At the DevDay 2024 developer event, OpenAI presents the new real-time API. It supports natural language conversations in six different voices.
During OpenAI’s developer event in San Francisco, the AI company unveiled four major API updates for developers. One of the most important is the Realtime API. This API supports natural speech-to-speech conversations based on six different voices. It is available as a public beta for developers.
Real-time API
OpenAI will unveil four new APIs for developers at its DevDay 2024 developer event, the most important of which is the Realtime API. This API supports natural speech-to-speech conversations based on six preset voices. This allows developers to integrate functionality into their applications, similar to ChatGPTs Advanced voice mode. This API is available in public beta.
According to OpenAI, the Realtime API can streamline the process of creating voice assistants. First, developers had to use different models for speech recognition, text processing, and text-to-speech conversion. With the new API, they can handle this entire process at once.

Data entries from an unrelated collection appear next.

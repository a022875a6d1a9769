//! Payload Module
//!
//! The closed set of shapes a caller may submit as a key or a value, and
//! their decoding from the JSON wire form.

use std::collections::BTreeMap;

use base64::{engine::general_purpose::STANDARD, Engine as _};
use serde::Deserialize;
use serde_json::{Map, Number, Value};

/// Wire tag marking a base64-encoded byte sequence.
pub const BYTES_TAG: &str = "$bytes";

/// Wire tag marking an unordered set.
pub const SET_TAG: &str = "$set";

// == Payload ==
/// A structured key or value.
///
/// Mapping keys are kept in a `BTreeMap`, so a mapping always iterates in
/// sorted key order no matter how the caller ordered its members.
#[derive(Debug, Clone, PartialEq, Deserialize)]
#[serde(try_from = "Value")]
pub enum Payload {
    Text(String),
    Integer(i128),
    Float(f64),
    Boolean(bool),
    Bytes(Vec<u8>),
    Sequence(Vec<Payload>),
    Set(Vec<Payload>),
    Mapping(BTreeMap<String, Payload>),
    Null,
}

impl Payload {
    /// Short shape name used in log lines and error messages.
    pub fn shape(&self) -> &'static str {
        match self {
            Payload::Text(_) => "text",
            Payload::Integer(_) => "integer",
            Payload::Float(_) => "float",
            Payload::Boolean(_) => "boolean",
            Payload::Bytes(_) => "bytes",
            Payload::Sequence(_) => "sequence",
            Payload::Set(_) => "set",
            Payload::Mapping(_) => "mapping",
            Payload::Null => "null",
        }
    }
}

// == Conversions ==
impl From<&str> for Payload {
    fn from(value: &str) -> Self {
        Payload::Text(value.to_string())
    }
}

impl From<String> for Payload {
    fn from(value: String) -> Self {
        Payload::Text(value)
    }
}

impl From<i64> for Payload {
    fn from(value: i64) -> Self {
        Payload::Integer(value.into())
    }
}

impl From<f64> for Payload {
    fn from(value: f64) -> Self {
        Payload::Float(value)
    }
}

impl From<bool> for Payload {
    fn from(value: bool) -> Self {
        Payload::Boolean(value)
    }
}

impl From<Vec<u8>> for Payload {
    fn from(value: Vec<u8>) -> Self {
        Payload::Bytes(value)
    }
}

impl TryFrom<Value> for Payload {
    type Error = String;

    fn try_from(value: Value) -> Result<Self, Self::Error> {
        match value {
            Value::Null => Ok(Payload::Null),
            Value::Bool(b) => Ok(Payload::Boolean(b)),
            Value::String(s) => Ok(Payload::Text(s)),
            Value::Number(n) => number_to_payload(&n),
            Value::Array(items) => items
                .into_iter()
                .map(Payload::try_from)
                .collect::<Result<Vec<_>, _>>()
                .map(Payload::Sequence),
            Value::Object(map) => object_to_payload(map),
        }
    }
}

/// Integers are told apart from floats by their wire text, so `1` and
/// `1.0` stay distinct and integers past 64 bits stay exact.
fn number_to_payload(n: &Number) -> Result<Payload, String> {
    let text = n.to_string();
    if text.contains(['.', 'e', 'E']) {
        return text
            .parse::<f64>()
            .map(Payload::Float)
            .map_err(|e| format!("invalid number {}: {}", text, e));
    }
    text.parse::<i128>()
        .map(Payload::Integer)
        .map_err(|_| format!("integer {} is out of range", text))
}

fn object_to_payload(mut map: Map<String, Value>) -> Result<Payload, String> {
    if map.len() == 1 {
        if let Some(tagged) = map.remove(BYTES_TAG) {
            let Value::String(encoded) = tagged else {
                return Err(format!("`{}` must hold a base64 string", BYTES_TAG));
            };
            return STANDARD
                .decode(encoded.as_bytes())
                .map(Payload::Bytes)
                .map_err(|e| format!("`{}` is not valid base64: {}", BYTES_TAG, e));
        }
        if let Some(tagged) = map.remove(SET_TAG) {
            let Value::Array(items) = tagged else {
                return Err(format!("`{}` must hold an array", SET_TAG));
            };
            return items
                .into_iter()
                .map(Payload::try_from)
                .collect::<Result<Vec<_>, _>>()
                .map(Payload::Set);
        }
    }

    map.into_iter()
        .map(|(k, v)| Payload::try_from(v).map(|p| (k, p)))
        .collect::<Result<BTreeMap<_, _>, _>>()
        .map(Payload::Mapping)
}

Additionally, OpenAI introduces two new APIs to help developers balance performance and cost when building AI applications. Model Distillation allows developers to refine smaller models based on the output of more advanced models. Additionally, prompt caching can speed up inference by storing frequently used prompts. Finally, “Vision Fine-tuning” allows developers to customize GPT-4o by providing custom images and text.
Developer event
OpenAI’s annual developer event took place in San Francisco on Monday. This event is by invitation only. Sam Altman, CEO of OpenAI, decided to take a global approach this year. The event is organized in several locations and lasts only one day. The next locations are London (October 30) and Singapore (November 21).